THE PROBLEM:
Begin with the first line of the entries below and reproduce each line exactly, ending with the line that holds "pub enum FieldResolutionError".

Top of ENTRIES SHOWN

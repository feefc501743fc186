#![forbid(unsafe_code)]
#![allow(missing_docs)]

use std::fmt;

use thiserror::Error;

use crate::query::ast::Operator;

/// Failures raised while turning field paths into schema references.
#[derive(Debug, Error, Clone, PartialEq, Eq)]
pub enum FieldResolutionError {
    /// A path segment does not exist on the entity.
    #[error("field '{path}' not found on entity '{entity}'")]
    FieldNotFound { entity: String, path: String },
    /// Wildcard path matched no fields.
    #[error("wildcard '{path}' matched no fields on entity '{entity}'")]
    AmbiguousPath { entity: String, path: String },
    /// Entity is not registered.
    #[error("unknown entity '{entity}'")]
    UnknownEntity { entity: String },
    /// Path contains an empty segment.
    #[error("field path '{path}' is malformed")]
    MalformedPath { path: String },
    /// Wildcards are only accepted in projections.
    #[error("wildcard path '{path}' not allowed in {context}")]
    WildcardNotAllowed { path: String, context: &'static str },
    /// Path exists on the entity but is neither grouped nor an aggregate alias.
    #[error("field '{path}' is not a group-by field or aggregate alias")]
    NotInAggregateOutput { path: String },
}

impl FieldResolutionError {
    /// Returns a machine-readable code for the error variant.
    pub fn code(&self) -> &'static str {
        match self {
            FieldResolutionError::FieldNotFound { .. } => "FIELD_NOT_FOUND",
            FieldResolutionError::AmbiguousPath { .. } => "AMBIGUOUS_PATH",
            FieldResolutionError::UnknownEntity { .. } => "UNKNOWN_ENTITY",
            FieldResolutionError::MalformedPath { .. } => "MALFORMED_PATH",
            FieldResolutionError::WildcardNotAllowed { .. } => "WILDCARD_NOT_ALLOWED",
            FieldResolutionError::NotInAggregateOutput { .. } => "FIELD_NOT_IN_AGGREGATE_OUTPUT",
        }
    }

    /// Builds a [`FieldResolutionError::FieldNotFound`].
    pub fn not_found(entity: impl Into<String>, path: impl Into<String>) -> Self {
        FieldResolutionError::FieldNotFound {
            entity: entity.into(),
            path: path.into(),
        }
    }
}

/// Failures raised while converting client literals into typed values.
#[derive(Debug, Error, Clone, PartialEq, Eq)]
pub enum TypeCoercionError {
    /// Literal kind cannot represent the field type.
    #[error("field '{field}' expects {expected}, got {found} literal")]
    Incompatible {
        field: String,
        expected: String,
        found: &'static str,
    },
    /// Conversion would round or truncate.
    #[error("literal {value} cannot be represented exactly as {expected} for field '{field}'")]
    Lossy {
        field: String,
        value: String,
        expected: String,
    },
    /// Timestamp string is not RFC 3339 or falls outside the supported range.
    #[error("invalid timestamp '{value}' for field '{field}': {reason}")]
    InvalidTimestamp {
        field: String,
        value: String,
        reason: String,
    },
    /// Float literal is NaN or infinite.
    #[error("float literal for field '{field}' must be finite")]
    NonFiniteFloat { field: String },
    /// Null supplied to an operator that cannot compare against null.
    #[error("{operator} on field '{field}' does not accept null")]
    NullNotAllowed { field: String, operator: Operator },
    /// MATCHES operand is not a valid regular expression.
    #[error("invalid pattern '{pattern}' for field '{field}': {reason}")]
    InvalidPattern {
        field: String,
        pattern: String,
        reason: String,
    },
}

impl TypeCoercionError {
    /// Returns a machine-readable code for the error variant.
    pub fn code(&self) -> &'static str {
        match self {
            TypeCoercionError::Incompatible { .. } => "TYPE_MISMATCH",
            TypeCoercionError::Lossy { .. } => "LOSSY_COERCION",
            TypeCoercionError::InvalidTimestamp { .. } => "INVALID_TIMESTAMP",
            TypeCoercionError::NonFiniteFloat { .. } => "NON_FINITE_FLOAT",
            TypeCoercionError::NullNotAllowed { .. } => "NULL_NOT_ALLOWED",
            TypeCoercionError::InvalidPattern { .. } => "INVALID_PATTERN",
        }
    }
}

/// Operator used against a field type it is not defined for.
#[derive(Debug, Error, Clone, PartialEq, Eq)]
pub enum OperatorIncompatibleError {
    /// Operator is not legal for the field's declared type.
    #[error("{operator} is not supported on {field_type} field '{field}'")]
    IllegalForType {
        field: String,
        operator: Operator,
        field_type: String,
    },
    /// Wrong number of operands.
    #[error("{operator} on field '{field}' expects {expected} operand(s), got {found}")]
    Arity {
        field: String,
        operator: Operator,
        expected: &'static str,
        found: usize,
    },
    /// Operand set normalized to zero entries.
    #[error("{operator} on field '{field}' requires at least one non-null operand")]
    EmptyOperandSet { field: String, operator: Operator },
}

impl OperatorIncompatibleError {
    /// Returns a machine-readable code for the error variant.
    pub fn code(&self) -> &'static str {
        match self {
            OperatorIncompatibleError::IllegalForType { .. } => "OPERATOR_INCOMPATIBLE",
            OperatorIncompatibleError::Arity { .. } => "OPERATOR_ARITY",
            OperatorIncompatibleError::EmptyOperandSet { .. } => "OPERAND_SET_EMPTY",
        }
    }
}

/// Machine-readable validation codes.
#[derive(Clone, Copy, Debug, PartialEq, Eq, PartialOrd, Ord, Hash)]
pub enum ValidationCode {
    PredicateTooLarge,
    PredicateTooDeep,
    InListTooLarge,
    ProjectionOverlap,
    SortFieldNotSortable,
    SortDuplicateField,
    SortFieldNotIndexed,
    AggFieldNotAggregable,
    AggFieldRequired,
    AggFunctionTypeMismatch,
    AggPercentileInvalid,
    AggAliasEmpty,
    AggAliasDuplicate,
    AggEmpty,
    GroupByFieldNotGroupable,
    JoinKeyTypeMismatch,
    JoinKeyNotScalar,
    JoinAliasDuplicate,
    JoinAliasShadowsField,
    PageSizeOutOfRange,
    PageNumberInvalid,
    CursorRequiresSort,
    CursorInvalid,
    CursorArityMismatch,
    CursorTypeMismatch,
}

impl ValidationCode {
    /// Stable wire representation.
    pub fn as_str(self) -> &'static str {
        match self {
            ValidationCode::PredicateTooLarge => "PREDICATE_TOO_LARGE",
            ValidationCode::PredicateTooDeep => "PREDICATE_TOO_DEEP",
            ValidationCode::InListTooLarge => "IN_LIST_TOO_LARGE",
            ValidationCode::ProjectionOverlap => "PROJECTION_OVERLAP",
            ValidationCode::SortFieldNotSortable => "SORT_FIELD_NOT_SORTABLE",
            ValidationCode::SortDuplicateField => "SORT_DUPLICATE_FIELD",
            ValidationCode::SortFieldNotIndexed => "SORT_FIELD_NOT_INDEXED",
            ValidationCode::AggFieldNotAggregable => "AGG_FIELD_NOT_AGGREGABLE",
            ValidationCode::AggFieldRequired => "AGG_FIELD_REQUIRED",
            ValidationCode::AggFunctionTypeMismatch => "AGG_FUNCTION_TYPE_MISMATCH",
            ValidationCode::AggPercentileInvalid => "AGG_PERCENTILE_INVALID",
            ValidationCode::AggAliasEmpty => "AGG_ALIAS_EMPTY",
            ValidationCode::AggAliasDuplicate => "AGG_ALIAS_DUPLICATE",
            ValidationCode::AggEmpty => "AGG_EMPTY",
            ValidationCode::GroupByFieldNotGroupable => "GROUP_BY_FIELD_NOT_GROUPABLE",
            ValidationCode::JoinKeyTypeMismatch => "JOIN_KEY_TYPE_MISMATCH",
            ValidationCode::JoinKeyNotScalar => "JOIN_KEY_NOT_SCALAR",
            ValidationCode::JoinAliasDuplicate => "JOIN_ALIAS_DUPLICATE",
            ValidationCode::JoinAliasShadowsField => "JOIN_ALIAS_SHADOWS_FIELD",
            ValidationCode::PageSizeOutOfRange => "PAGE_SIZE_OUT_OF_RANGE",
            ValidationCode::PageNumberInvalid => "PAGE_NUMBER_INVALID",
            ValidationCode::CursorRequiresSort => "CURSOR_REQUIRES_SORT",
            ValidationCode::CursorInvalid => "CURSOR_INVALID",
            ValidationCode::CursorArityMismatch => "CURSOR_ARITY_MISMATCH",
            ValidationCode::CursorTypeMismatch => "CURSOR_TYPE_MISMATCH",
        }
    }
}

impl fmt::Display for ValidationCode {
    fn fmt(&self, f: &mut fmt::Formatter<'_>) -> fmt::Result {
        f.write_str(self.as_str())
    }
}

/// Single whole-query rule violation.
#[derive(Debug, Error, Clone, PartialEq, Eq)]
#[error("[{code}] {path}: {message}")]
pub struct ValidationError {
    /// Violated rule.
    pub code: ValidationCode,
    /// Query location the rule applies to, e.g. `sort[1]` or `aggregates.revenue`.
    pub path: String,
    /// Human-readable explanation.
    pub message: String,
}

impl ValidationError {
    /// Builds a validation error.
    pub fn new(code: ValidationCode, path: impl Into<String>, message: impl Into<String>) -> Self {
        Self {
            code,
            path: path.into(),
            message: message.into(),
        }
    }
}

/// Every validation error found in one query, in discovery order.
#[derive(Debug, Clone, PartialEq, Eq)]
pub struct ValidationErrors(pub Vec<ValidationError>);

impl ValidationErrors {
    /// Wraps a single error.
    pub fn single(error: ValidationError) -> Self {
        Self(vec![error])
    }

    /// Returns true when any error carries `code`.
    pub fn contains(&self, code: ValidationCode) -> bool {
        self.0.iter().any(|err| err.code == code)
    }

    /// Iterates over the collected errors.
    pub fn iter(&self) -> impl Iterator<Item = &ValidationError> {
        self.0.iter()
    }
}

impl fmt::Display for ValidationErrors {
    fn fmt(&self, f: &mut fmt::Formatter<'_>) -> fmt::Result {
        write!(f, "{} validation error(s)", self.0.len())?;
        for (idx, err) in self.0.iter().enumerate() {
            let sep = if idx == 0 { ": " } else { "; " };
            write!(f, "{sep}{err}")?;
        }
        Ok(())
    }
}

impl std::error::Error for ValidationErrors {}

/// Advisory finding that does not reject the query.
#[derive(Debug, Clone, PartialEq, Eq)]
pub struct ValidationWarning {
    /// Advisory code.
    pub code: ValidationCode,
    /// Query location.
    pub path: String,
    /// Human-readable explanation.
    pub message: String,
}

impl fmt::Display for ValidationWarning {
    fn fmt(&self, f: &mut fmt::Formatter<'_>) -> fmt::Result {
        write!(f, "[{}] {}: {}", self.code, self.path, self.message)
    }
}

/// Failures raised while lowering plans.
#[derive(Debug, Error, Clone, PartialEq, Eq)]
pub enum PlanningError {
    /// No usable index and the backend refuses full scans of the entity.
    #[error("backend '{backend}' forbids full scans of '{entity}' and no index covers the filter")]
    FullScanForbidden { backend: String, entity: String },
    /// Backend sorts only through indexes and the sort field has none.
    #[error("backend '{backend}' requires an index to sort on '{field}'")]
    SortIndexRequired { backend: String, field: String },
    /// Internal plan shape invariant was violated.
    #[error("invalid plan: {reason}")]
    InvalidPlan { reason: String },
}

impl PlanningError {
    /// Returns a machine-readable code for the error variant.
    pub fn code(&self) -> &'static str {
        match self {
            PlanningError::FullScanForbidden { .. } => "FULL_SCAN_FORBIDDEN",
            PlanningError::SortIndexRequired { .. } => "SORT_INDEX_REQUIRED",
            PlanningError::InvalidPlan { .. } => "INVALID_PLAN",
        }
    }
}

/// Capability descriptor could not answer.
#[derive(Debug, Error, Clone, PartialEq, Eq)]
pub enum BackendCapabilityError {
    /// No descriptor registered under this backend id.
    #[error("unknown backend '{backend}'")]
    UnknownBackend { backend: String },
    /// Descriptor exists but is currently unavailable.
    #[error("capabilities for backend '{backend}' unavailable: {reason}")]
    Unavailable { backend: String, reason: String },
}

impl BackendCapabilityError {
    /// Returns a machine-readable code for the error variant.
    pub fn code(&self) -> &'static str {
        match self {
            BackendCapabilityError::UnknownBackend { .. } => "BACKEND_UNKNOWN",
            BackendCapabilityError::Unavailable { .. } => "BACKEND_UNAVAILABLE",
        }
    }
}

Bottom of ENTRIES SHOWN

EXERCISE RESPONSE:
repository feefc501743fc186
#![forbid(unsafe_code)]
#![allow(missing_docs)]

use std::fmt;

use thiserror::Error;

use crate::query::ast::Operator;

/// Failures raised while turning field paths into schema references.
#[derive(Debug, Error, Clone, PartialEq, Eq)]
pub enum FieldResolutionError {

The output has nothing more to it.